The trust fund aims to support research projects, capacity building actions and support targeted at developing countries south of Sahara in order to increase the ability to integrate gender aspects in their trade policies. The funding also intends to contribute to the evaluation of women’s opportunities to take part in the so-called green economy. The target groups for these projects are development workers, researchers, politicians and civil society organisations working on these issues in the countries concerned.
Sida funded a project that aimed to analyze how women and men, respectively, in Georgia, Moldova and Ukraine are likely to be affected by the implementation of the EU Association Agreement including the Deep and Comprehensive Free Trade Area (AA/DCFTA).
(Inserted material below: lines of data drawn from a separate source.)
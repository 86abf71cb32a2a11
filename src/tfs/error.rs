//! Error types for the remote transport and the session manager.

use std::time::Duration;
use thiserror::Error;

use crate::retry::Transient;

/// Failure talking to the remote server.
#[derive(Debug, Clone, Error)]
pub enum RemoteError {
  /// Connection refused/reset, DNS, request timeout and similar I/O trouble.
  #[error("Network error: {0}")]
  Network(String),

  /// Server answered with a non-success status.
  #[error("Server returned {status}: {message}")]
  Status { status: u16, message: String },

  /// Response body did not have the expected shape.
  #[error("Failed to parse response: {0}")]
  Decode(String),

  #[error("Invalid server URL '{url}': {reason}")]
  InvalidUrl { url: String, reason: String },

  #[error("Operation cancelled")]
  Cancelled,
}

impl RemoteError {
  pub fn status(status: u16, message: impl Into<String>) -> Self {
    RemoteError::Status {
      status,
      message: message.into(),
    }
  }
}

impl Transient for RemoteError {
  /// Network I/O failures and 5xx responses are transient. Everything else,
  /// including 4xx, is fatal.
  fn is_transient(&self) -> bool {
    match self {
      RemoteError::Network(_) => true,
      RemoteError::Status { status, .. } => (500..600).contains(status),
      _ => false,
    }
  }
}

/// Failure surfaced by the session manager's fetch operations.
#[derive(Debug, Error)]
pub enum TfsError {
  #[error("Not connected to TFS server")]
  NotConnected { operation: &'static str },

  #[error("{client} client not available")]
  ClientUnavailable {
    operation: &'static str,
    client: &'static str,
  },

  #[error("Request timed out after {} seconds", .timeout.as_secs())]
  Timeout {
    operation: &'static str,
    server_url: String,
    timeout: Duration,
  },

  #[error("{operation} was cancelled")]
  Cancelled { operation: &'static str },

  #[error("Failed to retrieve {what}: {source}")]
  Remote {
    operation: &'static str,
    server_url: String,
    what: &'static str,
    #[source]
    source: RemoteError,
  },
}

impl TfsError {
  /// Name of the operation that failed.
  pub fn operation(&self) -> &'static str {
    match self {
      TfsError::NotConnected { operation }
      | TfsError::ClientUnavailable { operation, .. }
      | TfsError::Timeout { operation, .. }
      | TfsError::Cancelled { operation }
      | TfsError::Remote { operation, .. } => operation,
    }
  }

  /// Server the operation was talking to, when it got that far.
  pub fn server_url(&self) -> Option<&str> {
    match self {
      TfsError::Timeout { server_url, .. } | TfsError::Remote { server_url, .. } => {
        Some(server_url)
      }
      _ => None,
    }
  }

  /// Whether trying again later might succeed.
  pub fn is_transient(&self) -> bool {
    match self {
      TfsError::Timeout { .. } => true,
      TfsError::Remote { source, .. } => source.is_transient(),
      _ => false,
    }
  }
}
The project identified possible ways to mitigate negative gender impacts and how to strengthen the positive impact. Findings show that trade policies impact men and women differently. Implementing the trade agreements in the right way can positively influence the food prices, product safety, distribution of income between men and women and create new employment and business opportunities.
Support through International Alert promotes women’s civic, political and economic empowerment through knowledge, networking, and advocacy in eastern DRC and Uganda, Burundi, and Rwanda. Working with 14 civil society organizations, the project aims to increase gender equality and inclusiveness, improve women’s access to economic resources and participation in civic and political life, and increase trust and collaboration on women’s empowerment and participation in DRC and across the Great Lakes. Among other things, the project has supported traders’ associations/cooperatives, women small-scale cross-border traders and border officials.